Patch and Fetch Methods for CoAP
- 5 minsAnother day and another summary series about a coming current standard, PATCH and FETCH Methods for the Constrained Application Protocol (CoAP). Which just today became RFC8132.
The document adds three new methods to CoAP that enable partial resource modifications and partial resource retrieval from a CoAP Server: FETCH, to perform the equivalent of a GET with a request body; and the twin methods PATCH and iPATCH, to perform partial modifications of an existing CoAP resource (similar to HTTP PATCH).
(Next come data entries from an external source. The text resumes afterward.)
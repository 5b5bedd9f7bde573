//! Content-addressable storage contract.
//!
//! The engine treats Storage as an external capability: a hash→node mapping
//! that assigns labels at save time. The engine never constructs a content
//! hash itself and never inspects label bytes beyond equality and ordering.
//!
//! All three methods take an optional `tree` label. It is a diagnostic
//! passthrough for tracing output and has no semantic effect; implementations
//! may ignore it.

pub mod memory;

pub use memory::MemoryStore;

use crate::hash::Hash;
use crate::node::Node;

// ---------------------------------------------------------------------------
// Errors
// ---------------------------------------------------------------------------

/// Machine-readable codes for [`StorageError`].
#[derive(Debug, Clone, Copy, PartialEq, Eq)]
pub enum StorageErrorCode {
    /// The requested hash has never been stored.
    NotFound,
    /// The node could not be serialised into its canonical form.
    SerializeFailure,
}

/// Errors surfaced by a [`Storage`] implementation.
#[derive(Debug, thiserror::Error)]
pub enum StorageError {
    /// No node is stored under the requested hash.
    #[error("no node stored under {hash}")]
    NotFound {
        /// The hash that could not be resolved.
        hash: Hash,
    },

    /// The node failed to serialise into its canonical form.
    #[error("failed to serialise node for hashing: {0}")]
    Serialize(#[from] serde_json::Error),
}

impl StorageError {
    /// Return the machine-readable error code for this error.
    #[must_use]
    pub fn code(&self) -> StorageErrorCode {
        match self {
            StorageError::NotFound { .. } => StorageErrorCode::NotFound,
            StorageError::Serialize(_) => StorageErrorCode::SerializeFailure,
        }
    }
}

// ---------------------------------------------------------------------------
// Contract
// ---------------------------------------------------------------------------

/// A content-addressable node store.
///
/// # Contract
///
/// - `save` must clear the node's own hash field before hashing, so the
///   label is a pure function of the remaining fields; saving the same
///   logical content twice returns equal labels.
/// - `find` returns the node previously saved under `hash`, with its hash
///   field stamped.
/// - `delete` reclaims a mapping and MAY be a no-op. It never invalidates
///   `Node` values previously returned to callers, and deleting an absent
///   hash is not an error (Content nodes live forever; only transient
///   Aggregates are ever reclaimed).
pub trait Storage {
    /// Persist `node` and return its content-address label.
    ///
    /// # Errors
    ///
    /// Returns [`StorageError::Serialize`] when the canonical form cannot
    /// be produced.
    fn save(&self, node: &Node, tree: Option<&str>) -> Result<Hash, StorageError>;

    /// Retrieve the node stored under `hash`.
    ///
    /// # Errors
    ///
    /// Returns [`StorageError::NotFound`] when the hash is absent.
    fn find(&self, hash: &Hash, tree: Option<&str>) -> Result<Node, StorageError>;

    /// Reclaim the mapping for `hash`, if any.
    ///
    /// # Errors
    ///
    /// Implementations may fail for backend-specific reasons; an absent
    /// hash is not one of them.
    fn delete(&self, hash: &Hash, tree: Option<&str>) -> Result<(), StorageError>;
}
FETCH is modeled after the HTTP GET operation. The reasoning behind it is that URIs on Web applications tend to overblow in size (they can even be > 2000 characters) when used to bundle together resource identifiers and application specific information. A solution to that problem is to use the request body to specify that information instead.
As an example of long URI from the Google Map API:
https://maps.googleapis.com/maps/api/staticmap?center=Brooklyn+Bridge,New+York,NY&zoom=13&size=600x300&maptype=roadmap
&markers=color:blue%7Clabel:S%7C40.702147,-74.015794&markers=color:green%7Clabel:G%7C40.711614,-74.012318
&markers=color:red%7Clabel:C%7C40.718217,-73.998284
&key=YOUR_API_KEY
While a normal GET returns a representation of a resource identified by the URI. In FETCH the server returns a representation as specified by the request parameters. This also means that the resource representation returned cannot be a complete but a partial resource representation. FETCH operations, like GET, do not alter the state of the targeted resource, thus are safe and idempotent. Also CoAP Observe can be used on a FETCH request, so you can subscribe to a specific resource.
As explained in Section 3.1, being this a resource in JSON format, and assuming your application uses that resource called “object”, and hosted in a constrained device:
{
"x-coord": 256,
"y-coord": 45,
"foo": ["bar","baz"]
}
The Request could ask just for part of that representation using FETCH:
FETCH CoAP://www.example.com/object
Content-Format: XXX (application/example-map-keys+json)
Accept: application/json
[
"foo"
]
The server response would be:
2.05 Content
Content-Format: 50 (application/json)
{
"foo": ["bar","baz"]
}
This is a very simple example, but applications can benefit from the reduced bandwidth and the decoupling of application and resource location.
iPATCH and PATCH are mapped after the HTTP PATCH method and follow a similar logic as FETCH.
While a PUT payload normally contains a full representation of a resource, PATCH payload contains instructions telling the server how to modify a resource. There are few caveats to the PATCH method, as collisions of multiple PATCHes can corrupt a resource. To ensure idempotent operations HTTP PATCH clients use a strong ETag RFC2616 in an If-Match header on the PATCH request; CoAP uses a new method iPATCH.
Before getting into what iPATCH is, we need to understand the meaning of idempotency is in this context. I understand it as similar to doing an append operation, as you would on an array. If a server hosts resource=0
, every time you tell the server append 1 you are modifying the final representation of the resource 0
, 01
, 011
, etc. Thus the number of times you apply append 1 matters. If you apply change resource to 1, it wouldn’t matter how many times you apply it, you would always get 1
as the new resource value. (I know this might not be a great example but this is just a blog post :D)
PATCH and iPATCH are exactly the same except for the idempotency of the operation. Servers will have to apply the full patch before providing the new resource representation to other clients, so that concurrent partial request modifications don’t happen.
The interesting part comes when we look at the possible operations we can do with PATCH’s payload. Since the semantics are defined by format of the representation you’d need to learn that. At the moment, the example of operations are defined for JSON PATCH.
Following with the previous FETCH example. If we wanted to use the operation replace
from the JSON PATCH document it would look like this:
REQ: iPATCH CoAP://www.example.com/object
Content-Format: 51 (application/json-patch+json)
[
{ "op":"replace", "path":"x-coord", "value":45}
]
The JSON document final state will be expressed as below:
{
"x-coord": 45,
"y-coord": 45,
"foo": ["bar","baz"]
}
There is a whole set of possible errors and how can they be handled, but in general this is what PATCH and FETCH are about.
What is outside of the scope of this document is the description of the possible content formats and operations that can be applied on a resource, JSON PATCH, JSON Merge PATCH are two examples but there is a lengthy list of content-formats available at IANA core-parameters. In FETCH, requests can be expressed as form relations on CoRE Application Descriptions.